Under what conditions do these two SQL queries give different results? - sql

Disclaimer: I'm helping a person learn SQL by using an online tutorial. So you can consider this as a homework question.
There are 3 SQL Server tables that we are dealing with here:
Ships (name, class)
Classes - different classes of the ship (class)
Outcomes - what has happened to that ship (ship, result)
Now there are several crazy things in the layout of the database, the biggest one being that the ships in the Outcomes table may not be present in the Ships table when they are named the same way as the class in Class.
The point is to get the number of sunk ships of each class. I have helped the student to get to the following SQL:
Select
dbo.Classes.[class], Count(dbo.Outcomes.ship) as [count]
from
dbo.Classes
left join
dbo.Ships on dbo.Ships.[class] = dbo.Classes.[class]
left join
dbo.Outcomes on (dbo.Outcomes.ship = dbo.Classes.[class] or
dbo.Outcomes.ship = dbo.Ships.name)
and dbo.Outcomes.result = 'sunk'
Group by
dbo.Classes.[class]
However, it, apparently, is the incorrect solution, as it can on some occasions return incorrect results. On the web i have managed to find the following solution to this tutorial:
select
classes.class, count(T.ship)
from
classes
left join
(select
ship, class
from
outcomes
left join
ships on ship = name
where
result = 'sunk'
union
select
ship, class
from
outcomes
left join
classes on ship = class
where
result = 'sunk') as T on classes.class = T.class
group by
classes.class
But I cannot understand under which conditions will the results be different. Doesn't the Union operation of using two different join paths serve the exactly same function as does OR in the condition of the join?
P.S. This particular question in the tutorial is actually marked as 2 on the scale from 1-5 for difficulty.
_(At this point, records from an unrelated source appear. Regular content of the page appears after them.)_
//! Axis discovery.
//!
//! Each dimension of the target variable must have a coordinate variable of
//! the same name. Its axis tag is resolved by the strategies in
//! [`AxisStrategy::PRIORITY`], first match wins. Bounds variables are found
//! through the attributes listed in [`BOUNDS_ATTRIBUTES`].

use std::collections::HashMap;
use tracing::{debug, warn};

use super::{AxisEntry, AxisTag, AxisWarning, DimensionMap};
use crate::dataset::{AttributeValue, Dataset};
use crate::error::{GridclipError, Result};

/// Attributes that may name a bounds variable, highest priority first
pub const BOUNDS_ATTRIBUTES: [&str; 2] = ["bounds", "bnds"];

/// A way of resolving the axis tag of a coordinate variable
#[derive(Debug, Clone, Copy, PartialEq, Eq)]
pub enum AxisStrategy {
    /// Read the CF `axis` attribute
    ExplicitAttribute,
    /// Guess from the dimension's position within a 3-D or 4-D variable
    PositionalHeuristic,
}

impl AxisStrategy {
    /// Order in which strategies are tried
    pub const PRIORITY: [AxisStrategy; 2] = [
        AxisStrategy::ExplicitAttribute,
        AxisStrategy::PositionalHeuristic,
    ];

    fn resolve<D: Dataset + ?Sized>(
        self,
        dataset: &D,
        target: &str,
        dims: &[String],
        position: usize,
    ) -> Result<Option<AxisTag>> {
        let dimension = &dims[position];
        match self {
            AxisStrategy::ExplicitAttribute => match dataset.get_attribute(dimension, "axis") {
                None => Ok(None),
                Some(value) => value
                    .as_str()
                    .and_then(AxisTag::from_attribute)
                    .map(Some)
                    .ok_or_else(|| GridclipError::AxisUnresolved {
                        variable: target.to_string(),
                        dimension: dimension.clone(),
                        message: format!("unrecognised 'axis' attribute {:?}", value),
                    }),
            },
            AxisStrategy::PositionalHeuristic => Ok(guess_by_location(dims.len(), position)),
        }
    }
}

fn guess_by_location(rank: usize, position: usize) -> Option<AxisTag> {
    match (rank, position) {
        (3, 0) => Some(AxisTag::T),
        (3, 1) => Some(AxisTag::Y),
        (3, 2) => Some(AxisTag::X),
        (4, 0) => Some(AxisTag::T),
        (4, 1) => Some(AxisTag::Z),
        (4, 2) => Some(AxisTag::Y),
        (4, 3) => Some(AxisTag::X),
        _ => None,
    }
}

/// Discover the axes of `target` within `dataset`.
pub fn discover<D: Dataset + ?Sized>(dataset: &D, target: &str) -> Result<DimensionMap> {
    let dims = dataset.get_dimension_names(target)?;
    let mut map = DimensionMap::new(target);

    for (position, dimension) in dims.iter().enumerate() {
        if dataset.get_variable(dimension).is_none() {
            return Err(GridclipError::MissingCoordinateVariable {
                variable: target.to_string(),
                dimension: dimension.clone(),
            });
        }

        let mut resolved = None;
        for strategy in AxisStrategy::PRIORITY {
            if let Some(tag) = strategy.resolve(dataset, target, &dims, position)? {
                resolved = Some((tag, strategy));
                break;
            }
        }

        let (tag, strategy) = resolved.ok_or_else(|| GridclipError::AxisUnresolved {
            variable: target.to_string(),
            dimension: dimension.clone(),
            message: format!(
                "no 'axis' attribute and no positional rule for a {}-D variable",
                dims.len()
            ),
        })?;

        if strategy == AxisStrategy::PositionalHeuristic {
            warn!(
                variable = target,
                dimension = dimension.as_str(),
                axis = %tag,
                "Guessing axis from dimension position; 'axis' attribute missing"
            );
            map.push_warning(AxisWarning {
                dimension: dimension.clone(),
                axis: tag,
                position,
                rank: dims.len(),
            });
        }

        let entry = map.entry_mut(tag);
        if let AxisEntry::Present { variable, .. } = entry {
            return Err(GridclipError::DuplicateAxis {
                axis: tag,
                first: variable.clone(),
                second: dimension.clone(),
            });
        }
        *entry = AxisEntry::Present {
            variable: dimension.clone(),
            bounds: None,
        };
    }

    attach_bounds(dataset, &mut map)?;
    debug!(variable = target, "Axis discovery complete");
    Ok(map)
}

/// Resolve and attach the bounds variable of every present axis.
fn attach_bounds<D: Dataset + ?Sized>(dataset: &D, map: &mut DimensionMap) -> Result<()> {
    let mut claimed: HashMap<String, String> = HashMap::new();

    for tag in AxisTag::ALL {
        let entry = map.entry_mut(tag);
        let AxisEntry::Present { variable, bounds } = entry else {
            continue;
        };

        let Some(name) = bounds_reference(dataset, variable)? else {
            continue;
        };

        if dataset.get_variable(&name).is_none() {
            return Err(GridclipError::DataNotFound {
                message: format!(
                    "Bounds variable {} referenced by {} does not exist",
                    name, variable
                ),
            });
        }

        if let Some(other) = claimed.insert(name.clone(), variable.clone()) {
            return Err(GridclipError::AmbiguousBoundsReference {
                variable: variable.clone(),
                message: format!("bounds variable '{}' is also claimed by '{}'", name, other),
            });
        }

        *bounds = Some(name);
    }

    Ok(())
}

/// The bounds variable named by a coordinate variable's attributes.
///
/// Both recognised attributes may be present only if they agree.
fn bounds_reference<D: Dataset + ?Sized>(dataset: &D, variable: &str) -> Result<Option<String>> {
    let mut found: Option<(&str, String)> = None;

    for attribute in BOUNDS_ATTRIBUTES {
        let Some(value) = dataset.get_attribute(variable, attribute) else {
            continue;
        };
        let name = match value {
            AttributeValue::Text(name) => name.trim().to_string(),
            other => {
                return Err(GridclipError::AmbiguousBoundsReference {
                    variable: variable.to_string(),
                    message: format!("'{}' attribute is not a variable name: {:?}", attribute, other),
                })
            }
        };

        match &found {
            Some((first_attr, first_name)) if *first_name != name => {
                return Err(GridclipError::AmbiguousBoundsReference {
                    variable: variable.to_string(),
                    message: format!(
                        "'{}' names '{}' but '{}' names '{}'",
                        first_attr, first_name, attribute, name
                    ),
                });
            }
            Some(_) => {}
            None => found = Some((attribute, name)),
        }
    }

    Ok(found.map(|(_, name)| name))
}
So i feel myself quite stupid.

With this dataset:
with Ships as (
select * from (values
('HMS Prince of Wales','King George V')
,('King George V','King George V')
)Ships(name,class)
),
Classes as (
select * from (values
('King George V')
)Classes(class)
),
Outcomes as (
select * from (values
('HMS Prince of Wales','sunk')
,('King George V','sunk')
)Outcomes(ship,result)
)
the two queries you provide respectively yield:
class count
------------- -----------
King George V 3
class
------------- -----------
King George V 2
The reason for the difference is that UNION is a set operator that eliminates duplicates (unlike UNION ALL) while the OR operator doesn't. We can test this by replacing UNION in the second query with UNION ALL, which now yields:
class
------------- -----------
King George V 3
just as in your first proposed solution.

The queries might return different results in many cases. One obvious case is when a sunk ship matches both class and name in outcomes. The union in the second query will return one row in this case. The join in the first query will return two rows. Hence the counts will be different.
I think you could fix this particular issue by using count(distinct) in the first query.

Needed goal :
"The point is to get the number of sunk ships of each class. I have helped the student to get to the following SQL:"
Sudo code should be created in three steps. You would need to break them into working steps
select * from class
//create a list of all of the classes that exists in your db
select * from [working previous statement] where results = "sunk"
//create another select statement that uses the previous select statement to refine results
//then refine it to have ships that have been sunk
select count from [[previous statement with the two selects]]
//This create the count of all of the sunk ships.
select count from [[previous statement with the two selects]] group by [previous statement with one select]
//this one should create the individual count of all of the sunken ships based on it's class
select sum from [[your pick of which statement]]
//do a sum
naturally you will need to do the linking so the code should be implemented as
select ship from ships sh, classes cl, outcome oc where sh.class = cl.class and oc.ship = sh.ship and oc.result = sunk group by cl.classes
then add the count steps in the mix.

Related

How to join 2 tables with multiple conditions each?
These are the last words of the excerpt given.